TIDMEPG 
 
THIS ANNOUNCEMENT IS NOT FOR RELEASE, PUBLICATION OR DISTRIBUTION, DIRECTLY OR 
INDIRECTLY, IN OR INTO, AUSTRALIA, CANADA, JAPAN, NEW ZEALAND AND THE REPUBLIC 
OF SOUTH AFRICA OR ANY OTHER JURISDICTION WHERE TO DO SO MAY RESULT IN THE 
CONTRAVENTION OF ANY REGISTRATION OR OTHER LEGAL REQUIREMENT OF SUCH 
JURISDICTION 
 
                                                                26 January 2022 
 
                       EP Global Opportunities Trust plc 
 
                 Legal Entity Identifier: 2138005T5CT5ITZ7ZX58 
 
As detailed in the circular published by EP Global Opportunities Trust plc (the 
"Company") on 24 November 2021, the Board is proposing to return up to 20 per 
cent. of the issued share capital of the Company to Shareholders by way of a 
tender offer (the "Tender Offer") 
 
The Company has today published a circular (the "Circular") providing 
shareholders with full details of the Tender Offer. A copy of the Circular will 
be submitted to the National Storage Mechanism and will shortly be available 
for inspection at https://data.fca.org.uk/#/nsm/nationalstoragemechanism. The 
Circular will also be available on the Company's website (https://www.epgot.com 
/) Save as otherwise defined in this announcement, terms defined in the 
Circular shall bear the same meaning in the announcement. 
 
Details of the Tender Offer 
 
The Tender Offer will enable those Shareholders (other than Restricted 
Shareholders and certain Overseas Shareholders) who wish to sell some or all of 
their Shares to elect to do so, subject to the overall limits of the Tender 
Offer. Shareholders who successfully tender Shares will receive the Tender 
Price per Share, being the NAV per Share as at 24 February 2022 less a 2 per 
cent. discount and the costs and expenses associated with the Tender Offer. 
 
Under the terms of the Tender Offer, which is being made by Panmure Gordon (UK) 
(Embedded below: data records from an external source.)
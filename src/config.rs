//! Configuration for the chat-completion provider
//!
//! The API key is never stored in the config file itself, only the
//! name of the environment variable that holds it.

use std::fs;
use std::path::Path;

use log::{debug, warn};
use serde::{Deserialize, Serialize};

use crate::tools::ModelClass;

/// Environment variable read for the key when none is configured
pub const DEFAULT_API_KEY_ENV: &str = "DEEPSEEK_API_KEY";

/// Provider configuration
#[derive(Debug, Clone, Serialize, Deserialize)]
pub struct ProviderConfig
{   /// Which provider's defaults to start from
    #[serde(default)]
    pub provider: crate::Provider
  , /// API base URL (if custom)
    #[serde(default)]
    pub api_base: Option<String>
  , /// Environment variable holding the API key
    #[serde(default = "default_api_key_env")]
    pub api_key_env: String
  , /// Model for the writing and translation tools
    #[serde(default)]
    pub chat_model: Option<String>
  , /// Model for the code tools
    #[serde(default)]
    pub coder_model: Option<String>
  , /// Request timeout in seconds; unset keeps the transport default
    #[serde(default)]
    pub timeout_secs: Option<u64>
}

fn default_api_key_env() -> String
{   DEFAULT_API_KEY_ENV.to_string()
}

impl Default for ProviderConfig
{   fn default() -> Self
    {   ProviderConfig
        {   provider: crate::Provider::default()
          , api_base: None
          , api_key_env: default_api_key_env()
          , chat_model: None
          , coder_model: None
          , timeout_secs: None
        }
    }
}

impl ProviderConfig
{   pub fn effective_api_base(&self) -> &str
    {   self.api_base
          .as_deref()
          .filter(|u| !u.is_empty())
          .unwrap_or(self.provider.default_api_base())
    }

    pub fn effective_model(&self, class: ModelClass) -> &str
    {   let configured = match class
        {   ModelClass::Chat => self.chat_model.as_deref()
          , ModelClass::Coder => self.coder_model.as_deref()
        };
        configured
          .filter(|m| !m.is_empty())
          .unwrap_or(self.provider.default_model(class))
    }

    /// Read the key from the configured environment variable
    pub fn require_api_key(&self) -> Result<String, crate::error::Error>
    {   match std::env::var(&self.api_key_env)
        {   Ok(key) if !key.trim().is_empty() => {
              debug!("API key loaded from {}", self.api_key_env);
              Ok(key)
            }
          , _ => Err(crate::error::Error::MissingApiKey(
              self.api_key_env.clone()
            ))
        }
    }

    /// Like `require_api_key`, but a missing key only logs a warning
    pub fn api_key_from_env(&self) -> Option<String>
    {   self.require_api_key()
          .map_err(|e| warn!("{}", e))
          .ok()
    }
}

/// promptkit configuration
#[derive(Debug, Clone, Default, Serialize, Deserialize)]
pub struct PromptKitConfig
{   /// Chat-completion provider
    #[serde(default)]
    pub provider: ProviderConfig
}

impl PromptKitConfig
{   /// Load a JSON config file
    pub fn load(path: &Path)
      -> Result<PromptKitConfig, crate::error::Error>
    {   debug!("Loading config from {}", path.display());
        let content = fs::read_to_string(path).map_err(|e| {
          crate::error::Error::InvalidConfiguration(
            format!("{}: {}", path.display(), e)
          )
        })?;
        serde_json::from_str(&content).map_err(|e| {
          crate::error::Error::InvalidConfiguration(
            format!("{}: {}", path.display(), e)
          )
        })
    }
}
Limited ("Panmure Gordon"), Shareholders (other than Restricted Shareholders 
and certain Overseas Shareholders) will be entitled to tender up to their Basic 
Entitlement, rounded down to the nearest whole Share. Shareholders may also 
tender additional Shares, but any such excess tenders above the Basic 
Entitlement will only be satisfied, on a pro rata basis, to the extent that 
other Shareholders tender less than their aggregate Basic Entitlement. 
 
The Tender Price will be announced on 28 February 2022 in accordance with the 
calculation method set out in the Circular. The maximum number of Shares that 
will be purchased under the Tender Offer will be 20 per cent. of the issued 
share capital of the Company. The Basic Entitlement will be 20 per cent. of the 
shares held by a Shareholder as at the Record Date. 
 
Subject to the satisfaction of the conditions relating to the Tender Offer, 
Panmure Gordon will purchase, as principal, Shares validly tendered under the 
Tender Offer at the Tender Price. Following completion of those purchases, it 
will then sell all the relevant Shares back to the Company pursuant to the 
Repurchase Agreement at the Tender Price by way of an on-market transaction on 
the main market of the London Stock Exchange. The Shares which the Company 
acquires from Panmure Gordon will be held in treasury. The repurchase of Shares 
by the Company under the Repurchase Agreement will be funded from the Company's 
special reserves. 
 
The Tender Offer is subject to the terms and conditions set out in the 
Circular. The Tender Offer may also be terminated in certain circumstances as 
set out in the Circular. Shareholders should note that, once tendered, Shares 
may not be sold, transferred, charged or otherwise disposed of other than in 
accordance with the Tender Offer. 
 
Existing Share buy-back authority 
 
The Company's authority to repurchase its own Shares, which was granted at the 
last annual general meeting of the Company held on 21 April 2021, in respect of 
up to 14.99 per cent. of the Company's issued share capital as at the date of 
that meeting, will remain in force and be unaffected by the Tender Offer. 
 
Due to US regulatory requirements, the Board does not intend to undertake any 
Share buy backs between publication of this document and the close of the 
Tender Offer at 1.00 p.m. on 24 February 2022. 
 
Estimated costs and expenses 
 
The fixed costs relating to the Tender Offer are expected to be approximately £ 
193,000 including VAT. The foregoing figure does not include stamp duty or the 
commission payable to Panmure Gordon, being an amount equal to 0.2 per cent. of 
the value, at the Tender Price, of the Shares purchased by Panmure Gordon 
pursuant to the Tender Offer. Assuming the Tender Offer is taken up in full, 
the Company estimates that the cost of stamp duty will be approximately £ 
113,000 and the commission payable to Panmure Gordon will be approximately £ 
45,000. All costs and expenses relating to the Tender Offer will be borne by 
Shareholders participating in the Tender Offer. Assuming the Tender Offer is 
taken up in full, and based on the NAV per Share at 24 January 2022, the 
aggregate costs and expenses would equate to approximately 1.5 per cent. of the 
NAV per Share. 
 
Overseas Shareholders and Restricted Shareholders 
 
The making of the Tender Offer to persons outside the United Kingdom may be 
prohibited or affected by the laws of the relevant overseas jurisdictions. 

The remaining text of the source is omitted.